* [AIM OF THE TASK] Repeat every entry exactly as it appears.

┌─ DATA FOR THIS EXERCISE

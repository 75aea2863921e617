//! Riff - Playback Sessions
//!
//! Per-user playback sessions and playlist navigation for Riff.
//!
//! This crate provides:
//! - Four playback modes (Sequential, Repeat All, Repeat One, Shuffle)
//! - Mode switching mid-session without losing the current song
//! - Peeking at the upcoming song without moving
//! - Shuffle algorithms (Random + Smart) with one-song-once-per-pass passes
//! - Playback history (configurable size)
//! - A thread-safe registry holding one session per user
//!
//! # Architecture
//!
//! `riff-playback` never decodes or streams audio and keeps no state on disk:
//! - [`navigation`] holds the pure cursor arithmetic of each mode
//! - [`PlaylistNavigator`] binds one playlist snapshot to the active mode
//! - [`SessionRegistry`] maps users to navigators
//!
//! Playlists are resolved through the [`PlaylistProvider`](riff_core::PlaylistProvider)
//! trait, so the registry works with any catalog.
//!
//! # Example: Sessions
//!
//! ```rust
//! use riff_core::{Playlist, PlaylistId, PlaylistProvider, Song, UserId};
//! use riff_playback::{PlaybackConfig, SessionRegistry};
//! use std::path::PathBuf;
//! use std::sync::Arc;
//!
//! struct OnePlaylist(Playlist);
//!
//! impl PlaylistProvider for OnePlaylist {
//!     fn get_playlist_by_id(&self, id: &PlaylistId) -> riff_core::Result<Option<Playlist>> {
//!         Ok((self.0.id == *id).then(|| self.0.clone()))
//!     }
//! }
//!
//! let owner = UserId::new("alice");
//! let playlist = Playlist::new(owner.clone(), "Mix").with_songs(vec![
//!     Song::new("A", PathBuf::from("/music/a.mp3")),
//!     Song::new("B", PathBuf::from("/music/b.mp3")),
//! ]);
//! let playlist_id = playlist.id.clone();
//!
//! let registry = SessionRegistry::new(Arc::new(OnePlaylist(playlist)), PlaybackConfig::default());
//!
//! let first = registry.start_playlist(&playlist_id, &owner).unwrap().unwrap();
//! assert_eq!(first.title, "A");
//!
//! registry.set_repeat_all_mode(&owner);
//! assert_eq!(registry.next_song(&owner).unwrap().title, "B");
//! assert_eq!(registry.next_song(&owner).unwrap().title, "A");
//! ```
//!
//! # Example: Navigator
//!
//! ```rust
//! use riff_core::{Playlist, Song, UserId};
//! use riff_playback::{PlaybackConfig, PlaybackMode, PlaylistNavigator};
//! use std::path::PathBuf;
//!
//! let playlist = Playlist::new(UserId::new("bob"), "Loop").with_songs(vec![
//!     Song::new("Only", PathBuf::from("/music/only.mp3")),
//! ]);
//!
//! let mut navigator = PlaylistNavigator::new(&PlaybackConfig::default());
//! navigator.set_playlist(playlist);
//! navigator.set_mode(PlaybackMode::RepeatOne);
//!
//! assert_eq!(navigator.next_song().unwrap().title, "Only");
//! assert_eq!(navigator.next_song().unwrap().title, "Only");
//! assert!(navigator.has_more_songs());
//! ```

mod error;
mod history;
pub mod navigation;
mod navigator;
mod registry;
mod shuffle;
pub mod types;

// Public exports
pub use error::{PlaybackError, Result};
pub use navigator::PlaylistNavigator;
pub use registry::{SessionInfo, SessionRegistry};
pub use types::{Direction, PlaybackConfig, PlaybackMode, SessionStatus, ShuffleAlgorithm};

└─

* [TASK OUTPUT]
repository 75aea2863921e617
//! Riff - Playback Sessions
//!
//! Per-user playback sessions and playlist navigation for Riff.
//!
//! This crate provides:
//! - Four playback modes (Sequential, Repeat All, Repeat One, Shuffle)
//! - Mode switching mid-session without losing the current song
//! - Peeking at the upcoming song without moving
//! - Shuffle algorithms (Random + Smart) with one-song-once-per-pass passes
//! - Playback history (configurable size)
//! - A thread-safe registry holding one session per user
//!
//! # Architecture
//!
//! `riff-playback` never decodes or streams audio and keeps no state on disk:
//! - [`navigation`] holds the pure cursor arithmetic of each mode
//! - [`PlaylistNavigator`] binds one playlist snapshot to the active mode
//! - [`SessionRegistry`] maps users to navigators
//!
//! Playlists are resolved through the [`PlaylistProvider`](riff_core::PlaylistProvider)
//! trait, so the registry works with any catalog.
//!
//! # Example: Sessions
//!
//! ```rust
//! use riff_core::{Playlist, PlaylistId, PlaylistProvider, Song, UserId};
//! use riff_playback::{PlaybackConfig, SessionRegistry};
//! use std::path::PathBuf;
//! use std::sync::Arc;
//!
//! struct OnePlaylist(Playlist);
//!
//! impl PlaylistProvider for OnePlaylist {
//!     fn get_playlist_by_id(&self, id: &PlaylistId) -> riff_core::Result<Option<Playlist>> {
//!         Ok((self.0.id == *id).then(|| self.0.clone()))
//!     }
//! }
//!
//! let owner = UserId::new("alice");
//! let playlist = Playlist::new(owner.clone(), "Mix").with_songs(vec![
//!     Song::new("A", PathBuf::from("/music/a.mp3")),
//!     Song::new("B", PathBuf::from("/music/b.mp3")),
//! ]);
//! let playlist_id = playlist.id.clone();
//!
//! let registry = SessionRegistry::new(Arc::new(OnePlaylist(playlist)), PlaybackConfig::default());
//!
//! let first = registry.start_playlist(&playlist_id, &owner).unwrap().unwrap();
//! assert_eq!(first.title, "A");
//!
//! registry.set_repeat_all_mode(&owner);
//! assert_eq!(registry.next_song(&owner).unwrap().title, "B");
//! assert_eq!(registry.next_song(&owner).unwrap().title, "A");
//! ```
//!
//! # Example: Navigator
//!
//! ```rust
//! use riff_core::{Playlist, Song, UserId};
//! use riff_playback::{PlaybackConfig, PlaybackMode, PlaylistNavigator};
//! use std::path::PathBuf;
//!
//! let playlist = Playlist::new(UserId::new("bob"), "Loop").with_songs(vec![
//!     Song::new("Only", PathBuf::from("/music/only.mp3")),
//! ]);
//!
//! let mut navigator = PlaylistNavigator::new(&PlaybackConfig::default());
//! navigator.set_playlist(playlist);
//! navigator.set_mode(PlaybackMode::RepeatOne);
//!
//! assert_eq!(navigator.next_song().unwrap().title, "Only");
//! assert_eq!(navigator.next_song().unwrap().title, "Only");
//! assert!(navigator.has_more_songs());
//! ```

mod error;
mod history;
pub mod navigation;
mod navigator;
mod registry;
mod shuffle;
pub mod types;

// Public exports
pub use error::{PlaybackError, Result};
pub use navigator::PlaylistNavigator;
pub use registry::{SessionInfo, SessionRegistry};
pub use types::{Direction, PlaybackConfig, PlaybackMode, SessionStatus, ShuffleAlgorithm};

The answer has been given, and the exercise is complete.